マリアを連れたセレーネは、すぐに王立病院へと急ぐ。その道中で、同じく王立病院へと向かうフェリシアと遭遇した。
「フェリシア!」
フェリシアを見つけたセレーネは、すぐにフェリシアに飛びつく。フェリシアは、驚きつつもセレーネを受け止めた。
「セレーネ、あなたも無事だったのね」
「うん。色々と危なかったけどね。そっちはジーニーが頑張ってくれたんでしょ?」
そう言って、セレーネはフェリシアと一緒に来ていたジーニーを見る。
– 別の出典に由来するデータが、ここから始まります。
//! End-to-end tests for the text → HTML transformer.

use marklink::linkify;
use proptest::prelude::*;

const ANCHOR_ATTRS: &str = r#"target="_blank" rel="noopener noreferrer""#;

fn anchor(href: &str) -> String {
    format!(r#"<a href="{href}" {ANCHOR_ATTRS}>{href}</a>"#)
}

#[test]
fn test_empty_input() {
    assert_eq!(linkify(""), "");
}

#[test]
fn test_image_url_is_case_insensitive() {
    let html = linkify("see http://x.com/a.PNG");
    assert!(html.contains(r#"<img src="http://x.com/a.PNG" alt="Image""#));
    assert!(!html.contains("<a "));
}

#[test]
fn test_every_image_extension() {
    for ext in ["jpg", "jpeg", "png", "gif", "webp", "JPEG", "WebP"] {
        let url = format!("https://cdn.example.org/pic.{ext}");
        let html = linkify(&url);
        assert!(html.starts_with(&format!(r#"<img src="{url}""#)), "{ext}: {html}");
    }
}

#[test]
fn test_bare_domain_with_trailing_period() {
    assert_eq!(
        linkify("visit www.example.com."),
        format!("visit {}.", anchor("https://www.example.com"))
    );
}

#[test]
fn test_trailing_punctuation_run() {
    assert_eq!(
        linkify("(really? https://example.com/q?a=1)!?"),
        format!("(really? {})!?", anchor("https://example.com/q?a=1"))
    );
}

#[test]
fn test_several_links_on_one_line() {
    assert_eq!(
        linkify("http://a.org, https://b.org; www.c.org"),
        format!(
            "{}, {}; {}",
            anchor("http://a.org"),
            anchor("https://b.org"),
            anchor("https://www.c.org")
        )
    );
}

#[test]
fn test_heading() {
    assert_eq!(linkify("# Title"), "<h1>Title</h1>");
    assert_eq!(linkify("### Small"), "<h3>Small</h3>");
}

#[test]
fn test_document_structure() {
    let input = "## Notes\n> remember\n---\n1. first\n2. second\n- x\n- y\ndone";
    assert_eq!(
        linkify(input),
        "<h2>Notes</h2><br><blockquote>remember</blockquote><br><hr><br>\
         <ul><li>first</li><li>second</li></ul>\
         <ul><li>x</li><li>y</li></ul><br>done"
    );
}

#[test]
fn test_list_merge_has_no_break() {
    let html = linkify("- a\n- b");
    assert_eq!(html, "<ul><li>a</li><li>b</li></ul>");
    assert_eq!(html.matches("<ul>").count(), 1);
    assert_eq!(html.matches("<li>").count(), 2);
    assert!(!html.contains("<br>"));
}

#[test]
fn test_strong_and_em() {
    assert_eq!(
        linkify("**bold** and *em*"),
        "<strong>bold</strong> and <em>em</em>"
    );
}

#[test]
fn test_triple_emphasis() {
    assert_eq!(linkify("***loud***"), "<strong><em>loud</em></strong>");
}

#[test]
fn test_underline_forms() {
    assert_eq!(linkify("++a++ ~~b~~"), "<u>a</u> <u>b</u>");
}

#[test]
fn test_fenced_code_is_literal() {
    assert_eq!(linkify("```*no em*```"), "<pre><code>*no em*</code></pre>");
    assert_eq!(
        linkify("```# not a heading http://x.y```"),
        "<pre><code># not a heading http://x.y</code></pre>"
    );
}

#[test]
fn test_inline_code() {
    assert_eq!(linkify("run `cargo *test*`"), "run <code>cargo *test*</code>");
}

#[test]
fn test_unbalanced_markers_degrade_to_text() {
    assert_eq!(linkify("```unterminated"), "```unterminated");
    assert_eq!(linkify("**unmatched"), "**unmatched");
    assert_eq!(linkify("a * b"), "a * b");
    assert_eq!(linkify("~~half"), "~~half");
}

#[test]
fn test_image_then_link_in_same_message() {
    let html = linkify("pic http://x.com/cat.gif and http://x.com/page");
    assert!(html.contains(r#"<img src="http://x.com/cat.gif""#));
    assert!(html.ends_with(&anchor("http://x.com/page")));
    assert_eq!(html.matches("<a ").count(), 1);
}

#[test]
fn test_ordered_block_swallows_trailing_newline() {
    assert_eq!(linkify("1. a\nend"), "<ul><li>a</li></ul>end");
    assert_eq!(linkify("- a\nend"), "<ul><li>a</li></ul><br>end");
}

#[test]
fn test_long_line_of_unclosed_openers() {
    let input = "*a ".repeat(16 * 1024);
    assert_eq!(linkify(&input), input);
}

#[test]
fn test_message_with_everything() {
    let input = "# Update\nSee **the site** at www.example.com for `details`.\n- one\n- two";
    assert_eq!(
        linkify(input),
        format!(
            "<h1>Update</h1><br>See <strong>the site</strong> at {} for <code>details</code>.<br>\
             <ul><li>one</li><li>two</li></ul>",
            anchor("https://www.example.com")
        )
    );
}

#[test]
fn test_url_keeps_non_tail_characters() {
    // Only sentence punctuation is split off; other trailing characters stay in the href.
    assert_eq!(
        linkify("http://a.b/x** ok"),
        format!("{} ok", anchor("http://a.b/x**"))
    );
}

proptest! {
    #[test]
    fn prop_plain_text_only_converts_newlines(s in r"[a-z ,\n]{0,64}") {
        prop_assert_eq!(linkify(&s), s.replace('\n', "<br>"));
    }

    #[test]
    fn prop_plain_text_with_sentinels_is_preserved(s in r"[a-z \n\x{E000}\x{E001}0-9]{0,48}") {
        // Digits only count as a list marker when followed by ". ".
        prop_assert_eq!(linkify(&s), s.replace('\n', "<br>"));
    }

    #[test]
    fn prop_no_stash_tokens_leak(s in any::<String>()) {
        prop_assume!(!s.contains(['\u{E000}', '\u{E001}']));
        let html = linkify(&s);
        prop_assert!(!html.contains(['\u{E000}', '\u{E001}']), "html contains private-use sentinel chars");
    }

    #[test]
    fn prop_deterministic(s in any::<String>()) {
        prop_assert_eq!(linkify(&s), linkify(&s));
    }
}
ジーニーは、軽く頭を下げて挨拶をした。
「そうね。私は寝ていたから、よく分からないのだけど」
「えぇ~……家の中まで侵入してきたのに?」
「え? うちは、そんな事なかったわよ。ねぇ、ジーニー?」
「いえ、侵入はされましたが、お嬢様の部屋までは来ていないだけです。その後、侵入の証拠は全て隠させて頂いたので、お嬢様が気付く事はなかったかと」
「えっと……そうらしいわ」
「良いなぁ……うちなんて、私の部屋に飛び込んできたんだよ? クロが気付いてくれなかったら、本当に危なかったよ。マリアがどうにかしてくれたかもだけど」
そんなセレーネの話を聞いて、フェリシアは一つ疑問に思う部分があった。
「クロというのは、誰なの?」
セレーネの使用人は、カノンとマリアしか知らないので、フェリシアからしたら、急に知らない人の名前を出されたという認識だった。
「大黒猫のクロだよ。私の飼い猫」
「大黒猫? 珍しい動物を飼っているのね。話は聞いた事があるけど、私は見たことがないわ」
「そうなの? じゃあ、うちに来て見てみる? 可愛いよ」
「そうね。機会があればお邪魔させて貰おうかしら。シフォンも一緒にね」
「そうだね」
セレーネとフェリシアは、互いに見合って笑う。事件が解決した以上、後はシフォンが目を覚まし、元の日常に戻れるようになるだけだと考えているからだ。因みに、二人ともシフォンの意識が戻った事は知らない。
まだ、カノンが周囲に知らせていないからだ。事件が解決しても、まだ警戒はしておいた方が良いというカノンの考えによるものだった。
なので、セレーネとフェリシアは、今日こそシフォンが目を覚ましてくれると良いなと思いながら病院へと向かっていた。